Singapore's urban identity: Creating islands of history in a sea of change

Ooi Giok Ling, Straits Times 2 Aug 08;

THE more things change, the more they become the same.

Globalisation has led to essentially the same 'glamour zones' springing up in major cities and in those aspiring to join their league. These are places for a city's wealthy and elite, who divide their time between restaurants, golf courses and brand-name stores, when they are not shuttling between the airport and their upmarket homes.

Despite their lack of individuality, these urban spaces flourish, perhaps because they reassure and comfort the professionals who cross borders to take up high-level jobs requiring their particular skills. After all, a move to the other side of the world would not be so bad if Prada, DKNY and Starbucks are there to meet you.

These universal, 'placeless' enclaves have taken root in cities competing to join the likes of New York, London, Frankfurt and Paris - global cities that commandeer a chunk of the global economy.

Yet we see much evidence too of resistance to cultural globalisation. Many have become conscious that the competitiveness of their cities depends not on becoming like every other city in the world but on recognising what makes the cities unique. They have come to realise that their cities can stay on the mental maps of international investors and businesses if they developed and conserved places important to their denizens.

So unlike the cities that have gone for super-expressways and iconic, ultra-modern buildings and airports, such cities seek recognition of their history and architectural heritage and a place in Unesco's list of World Heritage Sites.

The Land Transport Authority (LTA) is doing an admirable job putting Singapore on the global map through integrated transport systems. Yet after all the efforts to connect people to their destinations, will Singaporeans still have places that they want to go to? Though the LTA has made several bids at conservation, its tunnels and road-widening efforts have, nonetheless, erased spots meaningful to Singaporeans.

The latest to bite the demolition dust is the New Seventh Storey Hotel in Bugis. Both the LTA and Urban Redevelopment Authority have given sound explanations of why the hotel had to go but it was something that contributed to Singapore's urban identity. Unlikely to be found anywhere else, places like the hotel weave themselves into the story of a neighbourhood and help it stick in the collective memory of the city's residents.

Spots like these make us ask questions: How did the New Seventh Storey Hotel get its name? And why was it built in that particular neighbourhood rather than somewhere else? In seeking and finding the answers to such questions, we invest ourselves in the city where it is found.
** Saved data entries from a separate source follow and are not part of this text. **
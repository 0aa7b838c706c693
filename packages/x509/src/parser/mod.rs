//! Certificate and request parsing
//!
//! - `core`: structural walking and projection into the object model
//! - `name_extraction`: distinguished name attributes
//! - `details_extraction`: well-known extension values
//! - `key_extraction`: algorithm names and public key details

pub mod core;
pub mod details_extraction;
pub mod key_extraction;
pub mod name_extraction;

pub use core::{parse_x509_certificate, walk_certificates, walk_request};
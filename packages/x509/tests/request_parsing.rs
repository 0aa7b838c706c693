//! Certificate signing request decoding

use rulecrypt_x509::{parse_certificate_request, parse_certificates, DecodeErrorKind};

const CSR_PEM: &str = include_str!("fixtures/example_csr.pem");
const CSR_PEM_B64: &str = include_str!("fixtures/example_csr_pem.b64");
const CSR_DER_B64: &str = include_str!("fixtures/example_csr_der.b64");
const OPA_LEAF_PEM: &str = include_str!("fixtures/opa_leaf.pem");

#[test]
fn test_request_fields() {
    let csr = parse_certificate_request(CSR_PEM_B64).expect("base64 of PEM");

    assert_eq!(csr.version, 0);
    assert_eq!(csr.subject.common_name(), Some("example.com"));
    assert_eq!(csr.subject.country(), Some("US"));
    assert_eq!(csr.subject.organization(), Some(" "));
    assert_eq!(csr.subject.get("OrganizationalUnit"), Some(" "));
    assert_eq!(csr.subject.get("Locality"), Some(" "));
    assert_eq!(csr.subject.get("Province"), Some(" "));
    assert_eq!(csr.signature_algorithm, "SHA256-RSA");
    assert_eq!(csr.public_key_algorithm, "RSA");
    assert_eq!(csr.public_key.key_size, Some(2048));
    assert!(csr.attributes.is_empty());
    assert!(csr.extensions.is_empty());
    assert!(csr.alt_names.dns_names.is_empty());
}

#[test]
fn test_all_shapes_agree() {
    let from_pem_b64 = parse_certificate_request(CSR_PEM_B64).expect("base64 of PEM");
    let from_pem = parse_certificate_request(CSR_PEM).expect("PEM literal");
    let from_der = parse_certificate_request(CSR_DER_B64).expect("base64 of DER");

    assert_eq!(from_pem_b64, from_pem);
    assert_eq!(from_pem, from_der);
    assert_eq!(
        serde_json::to_value(&from_der).expect("serializable")["Raw"],
        serde_json::Value::String(CSR_DER_B64.trim().to_string())
    );
}

#[test]
fn test_trailing_bytes_after_request_are_ignored() {
    use base64::engine::general_purpose::STANDARD;
    use base64::Engine as _;

    let mut der = STANDARD.decode(CSR_DER_B64.trim()).expect("fixture is base64");
    let expected = parse_certificate_request(CSR_DER_B64).expect("base64 of DER");
    der.extend_from_slice(b"trailing");

    let csr = parse_certificate_request(&STANDARD.encode(&der)).expect("first request wins");
    assert_eq!(csr, expected);
}

#[test]
fn test_first_pem_block_is_the_request() {
    let expected = parse_certificate_request(CSR_PEM).expect("PEM literal");

    let request_first = format!("{CSR_PEM}\n{OPA_LEAF_PEM}");
    assert_eq!(
        parse_certificate_request(&request_first).expect("later blocks ignored"),
        expected
    );

    let certificate_first = format!("{OPA_LEAF_PEM}\n{CSR_PEM}");
    let err = parse_certificate_request(&certificate_first).expect_err("first block is a certificate");
    assert_eq!(err.kind(), DecodeErrorKind::Structure);
}

#[test]
fn test_request_is_not_a_certificate() {
    let err = parse_certificates(CSR_PEM).expect_err("CSR is not a certificate");
    assert_eq!(err.kind(), DecodeErrorKind::Structure);
}

#[test]
fn test_request_error_kinds() {
    let err = parse_certificate_request("YmFkc3RyaW5n").expect_err("badstring is not DER");
    assert_eq!(err.kind(), DecodeErrorKind::Structure);

    let err = parse_certificate_request("foobar").expect_err("foobar is not base64");
    assert_eq!(err.kind(), DecodeErrorKind::Base64);
}

#[test]
fn test_serialized_field_names() {
    let csr = parse_certificate_request(CSR_PEM).expect("PEM literal");
    let value = serde_json::to_value(&csr).expect("serializable");

    assert_eq!(value["Subject"]["CommonName"], "example.com");
    assert_eq!(value["SignatureAlgorithm"], "SHA256-RSA");
    assert_eq!(value["PublicKey"]["E"], 65537);
    assert_eq!(value["Attributes"], serde_json::json!([]));
}
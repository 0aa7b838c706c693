//! Envelope unwrapping: PEM framing and base64 transport encoding
//!
//! Produces the DER blobs handed to the structural walker, one per PEM block,
//! or a single blob for base64-wrapped DER. Any block that fails to decode
//! fails the whole call.

use base64::alphabet;
use base64::engine::general_purpose::{GeneralPurpose, GeneralPurposeConfig};
use base64::Engine as _;
use tracing::debug;

use crate::error::{Result, X509Error};
use crate::format::{count_pem_markers, Encoding, MAX_RECLASSIFY_HOPS};

/// Padded standard alphabet; non-zero trailing bits are tolerated.
const TRANSPORT_BASE64: GeneralPurpose = GeneralPurpose::new(
    &alphabet::STANDARD,
    GeneralPurposeConfig::new().with_decode_allow_trailing_bits(true),
);

/// Unwrap `input` into DER blobs, in encounter order. Never returns an empty list.
pub fn unwrap_envelope(input: &str) -> Result<Vec<Vec<u8>>> {
    let mut encoding = Encoding::classify(input);
    debug!(format = encoding.label(), len = input.len(), "classified input");

    let mut hops = 0;
    loop {
        match encoding {
            Encoding::PemText(text) => return decode_pem_blocks(&text),
            Encoding::RawStructure(der) => return Ok(vec![der]),
            Encoding::Base64Unresolved(text) => {
                if hops == MAX_RECLASSIFY_HOPS {
                    return Err(X509Error::illegal_base64("too many nested encodings"));
                }
                hops += 1;
                let decoded = decode_transport_base64(text)?;
                encoding = Encoding::reclassify(decoded);
                debug!(format = encoding.label(), "reclassified base64 payload");
            }
        }
    }
}

/// Decode every PEM block in `text` into its DER contents
pub fn decode_pem_blocks(text: &[u8]) -> Result<Vec<Vec<u8>>> {
    let blocks = pem::parse_many(text)?;
    if blocks.is_empty() {
        return Err(X509Error::illegal_base64("no complete PEM block found"));
    }
    // parse_many skips a BEGIN marker that never reaches its END marker
    let markers = count_pem_markers(text);
    if markers != blocks.len() {
        return Err(X509Error::illegal_base64(format!(
            "unterminated PEM block ({} of {markers} blocks complete)",
            blocks.len()
        )));
    }
    debug!(blocks = blocks.len(), "unwrapped PEM envelope");
    Ok(blocks.into_iter().map(pem::Pem::into_contents).collect())
}

/// Decode a base64 transport string; line breaks are ignored.
pub fn decode_transport_base64(text: &str) -> Result<Vec<u8>> {
    let compact: String = text.chars().filter(|c| !matches!(c, '\r' | '\n')).collect();
    Ok(TRANSPORT_BASE64.decode(compact)?)
}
Unique buildings also lend an identity to a particular road when we try to remember where it is and what it looks like. Much of the charm of the Champs-Elysees, for instance, lies in the places strung along its length - from the Arc de Triomphe to the Tuileries Gardens - as well as the history behind them.

And places that linger in our minds do more than help us visualise a road: They also enable us to see our past.

Many Singaporeans who have gone abroad for an extended period to work or study have lamented the disappearance of favourite haunts such as hawker centres or coffee shops when they return. Still others have expressed frustration that they can't show their children where Mum and Dad used to live or go to school; they can only indicate the general area. They may not even be able to point out the streets along which they walked to school if these have been cleared to make way for highways and so on.

We should never forget what centralised planning has done for Singaporeans. Public housing, neighbourhood conveniences, schools, polyclinics, public transport, parks, open spaces, city centres and such - it would be churlish to quibble about decisions to demolish the old to make way for such newer and better amenities.

Yet urban planning in the new millennium clearly must involve more than meeting our basic needs. It must take into account places that remind us of who we are.

Urban planning can be meaningful only if it encompasses diversity and absorbs the views of the citizens using these places.

By keeping this in mind, those responsible for shaping our landscape, such as the Singapore Land Authority, will be able to build a city that truly accommodates people and their need for places both new and historic.

Because, sometimes, the more things change, the more we need them to stay the same.

The writer is a professor at the National Institute of Education, Nanyang Technological University.